I didn’t write about this at the time because I wasn’t sure it was actually a very gospel-rich approach to friendship. Is a friend really somebody who doesn’t need you?
In a sense, though, I think it is. And more recently, two literary encounters have made me think more about this.
The first was Mark Driscoll’s recent blog series titled The Pastor and His Wife Get to Pick Their Own Friends. I confess to saying “Amen” to this, and then feeling a little guilty about it. But the truth is, when you’re a pastor, there are many people who want to be close with you, apparently because you’re the pastor. This can be particularly difficult for the wife of a pastor, who will have other women (typically moms) in the church wanting to be her close friend and then have to figure out how not to make it a federal case of hurt feelings to clarify that she likes them, but she doesn’t necessarily like-like them. And then the pastor is in a tough spot, because he wants to honor his wife’s ability to pick her own friends and also keep ladies in the church from thinking his wife is snobby.

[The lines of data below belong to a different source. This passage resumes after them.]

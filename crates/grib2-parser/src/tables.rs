//! Naming tables for parameters and levels.
//!
//! Names follow the wgrib2 inventory conventions so that a decoded message
//! and its `.idx` record describe a field with the same strings.

/// wgrib2 abbreviation for a (discipline, category, number) triple.
///
/// Returns "P{discipline}_{category}_{number}" if not found.
pub fn parameter_short_name(discipline: u8, category: u8, number: u8) -> String {
    let name = match (discipline, category, number) {
        // Temperature
        (0, 0, 0) => "TMP",
        (0, 0, 2) => "POT",
        (0, 0, 6) => "DPT",
        (0, 0, 10) => "LHTFL",
        (0, 0, 11) => "SHTFL",
        // Moisture
        (0, 1, 0) => "SPFH",
        (0, 1, 1) => "RH",
        (0, 1, 3) => "PWAT",
        (0, 1, 7) => "PRATE",
        (0, 1, 8) => "APCP",
        (0, 1, 11) => "SNOD",
        (0, 1, 13) => "WEASD",
        (0, 1, 192) => "CRAIN",
        (0, 1, 193) => "CFRZR",
        (0, 1, 194) => "CICEP",
        (0, 1, 195) => "CSNOW",
        // Momentum
        (0, 2, 0) => "WDIR",
        (0, 2, 1) => "WIND",
        (0, 2, 2) => "UGRD",
        (0, 2, 3) => "VGRD",
        (0, 2, 8) => "VVEL",
        (0, 2, 22) => "GUST",
        // Mass
        (0, 3, 0) => "PRES",
        (0, 3, 1) => "PRMSL",
        (0, 3, 5) => "HGT",
        (0, 3, 192) => "MSLET",
        // Cloud
        (0, 6, 1) => "TCDC",
        (0, 6, 3) => "LCDC",
        (0, 6, 4) => "MCDC",
        (0, 6, 5) => "HCDC",
        // Stability
        (0, 7, 6) => "CAPE",
        (0, 7, 7) => "CIN",
        // Radar
        (0, 16, 195) => "REFD",
        (0, 16, 196) => "REFC",
        // Physical atmospheric properties
        (0, 19, 0) => "VIS",
        // Land surface
        (2, 0, 0) => "LAND",
        _ => return format!("P{}_{}_{}", discipline, category, number),
    };
    name.to_string()
}

/// wgrib2 level description for a first fixed surface.
///
/// `value` is the already scaled level value in the surface's native unit.
pub fn level_description(level_type: u8, value: f64) -> String {
    match level_type {
        1 => "surface".to_string(),
        2 => "cloud base".to_string(),
        3 => "cloud top".to_string(),
        4 => "0C isotherm".to_string(),
        6 => "max wind".to_string(),
        7 => "tropopause".to_string(),
        8 => "top of atmosphere".to_string(),
        10 => "entire atmosphere".to_string(),
        100 => format!("{} mb", format_value(value / 100.0)),
        101 => "mean sea level".to_string(),
        102 => format!("{} m above mean sea level", format_value(value)),
        103 => format!("{} m above ground", format_value(value)),
        106 => format!("{} m below ground", format_value(value)),
        200 => "entire atmosphere (considered as a single layer)".to_string(),
        204 => "highest tropospheric freezing level".to_string(),
        211 => "boundary layer cloud layer".to_string(),
        214 => "low cloud layer".to_string(),
        215 => "cloud ceiling".to_string(),
        220 => "planetary boundary layer".to_string(),
        224 => "middle cloud layer".to_string(),
        234 => "high cloud layer".to_string(),
        _ => format!("Level type {} value {}", level_type, format_value(value)),
    }
}

fn format_value(value: f64) -> String {
    if value.fract() == 0.0 && value.abs() < 1e15 {
        format!("{}", value as i64)
    } else {
        format!("{}", value)
    }
}

#[cfg(test)]
mod tests {
    use super::*;

    #[test]
    fn test_parameter_lookup() {
        assert_eq!(parameter_short_name(0, 0, 0), "TMP");
        assert_eq!(parameter_short_name(0, 2, 2), "UGRD");
        assert_eq!(parameter_short_name(0, 2, 3), "VGRD");
        assert_eq!(parameter_short_name(0, 1, 195), "CSNOW");
        assert_eq!(parameter_short_name(0, 6, 1), "TCDC");
    }

    #[test]
    fn test_parameter_not_found() {
        assert_eq!(parameter_short_name(99, 99, 99), "P99_99_99");
    }

    #[test]
    fn test_level_descriptions() {
        assert_eq!(level_description(1, 0.0), "surface");
        assert_eq!(level_description(103, 2.0), "2 m above ground");
        assert_eq!(level_description(103, 10.0), "10 m above ground");
        assert_eq!(level_description(100, 50000.0), "500 mb");
        assert_eq!(level_description(100, 92500.0), "925 mb");
        assert_eq!(
            level_description(10, 0.0),
            "entire atmosphere"
        );
    }

    #[test]
    fn test_level_fractional_value() {
        assert_eq!(level_description(106, 0.1), "0.1 m below ground");
        assert_eq!(level_description(99, 5.0), "Level type 99 value 5");
    }
}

Or whatever. (And the truth is, you probably can’t keep ladies from thinking that, so just honor your wife and dang the consequences.)
But it’s an ongoing fishbowl-kind of struggle, trying to make sure everyone is ministered to while realizing that not everybody who wants to be your friend can be. This is why pastors typically find friendship with people who don’t need a whole lot of ministering to. That might sound awful, but it’s hard to be friends with someone if you feel like you have to always keep the pastor hat on.
This leads me to the next encounter that inspired this post. It is this quote from Douglas Wilson’s Future Men:
Someone who desperately “needs a friend” will rarely make a good friend. A friend is one who overflows, not one who sucks everyone dry around him: “A man that hath friends must shew himself friendly: and there is a friend that sticketh closer than a brother” (Prov. 18:24). Emotional demands are not the demands of a friend — even if they are made in the name of friendship.
I think this is true. And so all of that was a long introduction to what I mean as the real meat of this post, some “bullet point” thoughts on friendship.
- Friendship is grown, not negotiated.
- Friendship happens; it’s not requested.
- Being a friend to someone can be unilateral; being friends with someone cannot.
- It is okay to have concentric circles of deepening friendships. Jesus apparently did.
- A friend picks up on nonverbal cues that indicate fatigue or the need to be alone.
- Real friends can enjoy silence together.
- A friend is someone you can’t wait to see again, not someone you need rest and recovery from after visiting.
- If someone makes you feel guilty for not spending time with them, they are not your friend.
- If someone makes passive aggressive comments about your lack of availability, they are not your friend.
- Relationships between needy “me-monsters” and need-to-feel-needed “fixers” are not friendships, but co-dependencies.
- Real friendship is kinship.
- One of the reasons the Bible refers to the church more often as “family” than as “friends” is because you don’t pick your family — God does.
- But I think God picks our friends too. There is a chemistry involved there that goes beyond similar life stages, interests, hobbies, and temperaments.
- If some of these thoughts bug you and you want to insist that everybody ought to be friends with everybody, it’s possible you’re “that guy” and that’s why you don’t have any friends.